----- Given entries -----

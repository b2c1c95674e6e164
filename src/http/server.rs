//! HTTP server setup and configuration.
//!
//! # Responsibilities
//! - Create the Axum router with the routing handler
//! - Wire up middleware (request timeout, tracing)
//! - Map routing outcomes onto HTTP responses
//! - Serve until a shutdown signal arrives
//!
//! # Outcome Mapping
//! - matched route → dispatched action
//! - alias → `301 Moved Permanently` to the canonical path
//! - method not allowed → `405` with an `Allow` header
//! - no match → `404`
//! - load or dispatch failure → `500` with an error report

use std::future::Future;
use std::sync::Arc;
use std::time::{Duration, Instant};

use axum::{
    extract::State,
    http::{header, HeaderMap, HeaderValue, Method, StatusCode, Uri},
    response::{IntoResponse, Response},
    routing::any,
    Router,
};
use tokio::net::TcpListener;
use tower_http::{timeout::TimeoutLayer, trace::TraceLayer};

use crate::dispatch::Dispatcher;
use crate::http::response::ErrorReport;
use crate::lifecycle::signals::shutdown_signal;
use crate::routing::path::encode_segment;
use crate::routing::{Router as RouteRouter, RouterResult};

/// Application state injected into handlers.
#[derive(Clone)]
pub struct AppState {
    pub router: Arc<RouteRouter>,
    pub dispatcher: Arc<Dispatcher>,
    /// Scheme used to build the request base URL from the `Host` header.
    pub scheme: String,
}

/// HTTP front end of the routing table.
pub struct HttpServer {
    app: Router,
}

impl HttpServer {
    pub fn new(state: AppState, request_timeout: Duration) -> Self {
        Self {
            app: Self::build_router(state, request_timeout),
        }
    }

    #[allow(deprecated)]
    fn build_router(state: AppState, request_timeout: Duration) -> Router {
        Router::new()
            .route("/{*path}", any(route_handler))
            .route("/", any(route_handler))
            .with_state(state)
            .layer(TimeoutLayer::new(request_timeout))
            .layer(TraceLayer::new_for_http())
    }

    /// The service, for embedding or `oneshot` tests.
    pub fn app(&self) -> Router {
        self.app.clone()
    }

    /// Serve until Ctrl+C.
    pub async fn run(self, listener: TcpListener) -> Result<(), std::io::Error> {
        self.run_until(listener, shutdown_signal()).await
    }

    pub async fn run_until<F>(self, listener: TcpListener, shutdown: F) -> Result<(), std::io::Error>
    where
        F: Future<Output = ()> + Send + 'static,
    {
        let addr = listener.local_addr()?;
        tracing::info!(address = %addr, "HTTP server starting");

        axum::serve(listener, self.app)
            .with_graceful_shutdown(shutdown)
            .await?;

        tracing::info!("HTTP server stopped");
        Ok(())
    }
}

/// `<scheme>://<host>` of the request, empty without a `Host` header.
pub fn request_base_url(scheme: &str, headers: &HeaderMap) -> String {
    headers
        .get(header::HOST)
        .and_then(|host| host.to_str().ok())
        .map(|host| format!("{}://{}", scheme, host))
        .unwrap_or_default()
}

async fn route_handler(
    State(state): State<AppState>,
    method: Method,
    headers: HeaderMap,
    uri: Uri,
) -> Response {
    let start_time = Instant::now();
    let base_url = request_base_url(&state.scheme, &headers);
    let path = uri.path();

    let result = match state.router.route(method.as_str(), path, &base_url) {
        Ok(result) => result,
        Err(e) => {
            let report = ErrorReport::capture(&e);
            tracing::error!(method = %method, path = %path, error = %report.summary(), "Routing failed");
            return report.into_response();
        }
    };

    let outcome = result.outcome();
    let response = match result {
        RouterResult::Route(matched) => {
            match state
                .dispatcher
                .dispatch(&matched, method.as_str(), &state.router, &base_url)
            {
                Ok(response) => response,
                Err(e) => {
                    let report = ErrorReport::capture(&e);
                    tracing::error!(
                        method = %method,
                        path = %path,
                        route = %matched.route(),
                        error = %report.summary(),
                        "Dispatch failed"
                    );
                    report.into_response()
                }
            }
        }
        RouterResult::Alias(alias) => {
            let path: Vec<String> = alias.path().split('/').map(encode_segment).collect();
            let location = format!("{}{}", base_url, path.join("/"));
            match HeaderValue::from_str(&location) {
                Ok(value) => (StatusCode::MOVED_PERMANENTLY, [(header::LOCATION, value)]).into_response(),
                Err(e) => ErrorReport::capture(&e).into_response(),
            }
        }
        RouterResult::MethodNotAllowed(methods) => {
            let allow = methods.iter().map(String::as_str).collect::<Vec<_>>().join(", ");
            match HeaderValue::from_str(&allow) {
                Ok(value) => (StatusCode::METHOD_NOT_ALLOWED, [(header::ALLOW, value)]).into_response(),
                Err(e) => ErrorReport::capture(&e).into_response(),
            }
        }
        RouterResult::Empty => (StatusCode::NOT_FOUND, "No matching route found").into_response(),
    };

    tracing::debug!(
        method = %method,
        path = %path,
        outcome = outcome,
        status = response.status().as_u16(),
        elapsed_us = start_time.elapsed().as_micros() as u64,
        "Request routed"
    );
    response
}

#[cfg(test)]
mod tests {
    use super::*;

    #[test]
    fn test_request_base_url() {
        let mut headers = HeaderMap::new();
        assert_eq!(request_base_url("http", &headers), "");

        headers.insert(header::HOST, HeaderValue::from_static("example.com:8080"));
        assert_eq!(request_base_url("https", &headers), "https://example.com:8080");
    }
}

-----

Each line in the entries above, starting at the line with "#[derive(Clone)]" and ending at the line with "#[allow(deprecated)]", is to be printed exactly, and only those lines.

**Written response:**
#[derive(Clone)]
pub struct AppState {
    pub router: Arc<RouteRouter>,
    pub dispatcher: Arc<Dispatcher>,
    /// Scheme used to build the request base URL from the `Host` header.
    pub scheme: String,
}

/// HTTP front end of the routing table.
pub struct HttpServer {
    app: Router,
}

impl HttpServer {
    pub fn new(state: AppState, request_timeout: Duration) -> Self {
        Self {
            app: Self::build_router(state, request_timeout),
        }
    }

    #[allow(deprecated)]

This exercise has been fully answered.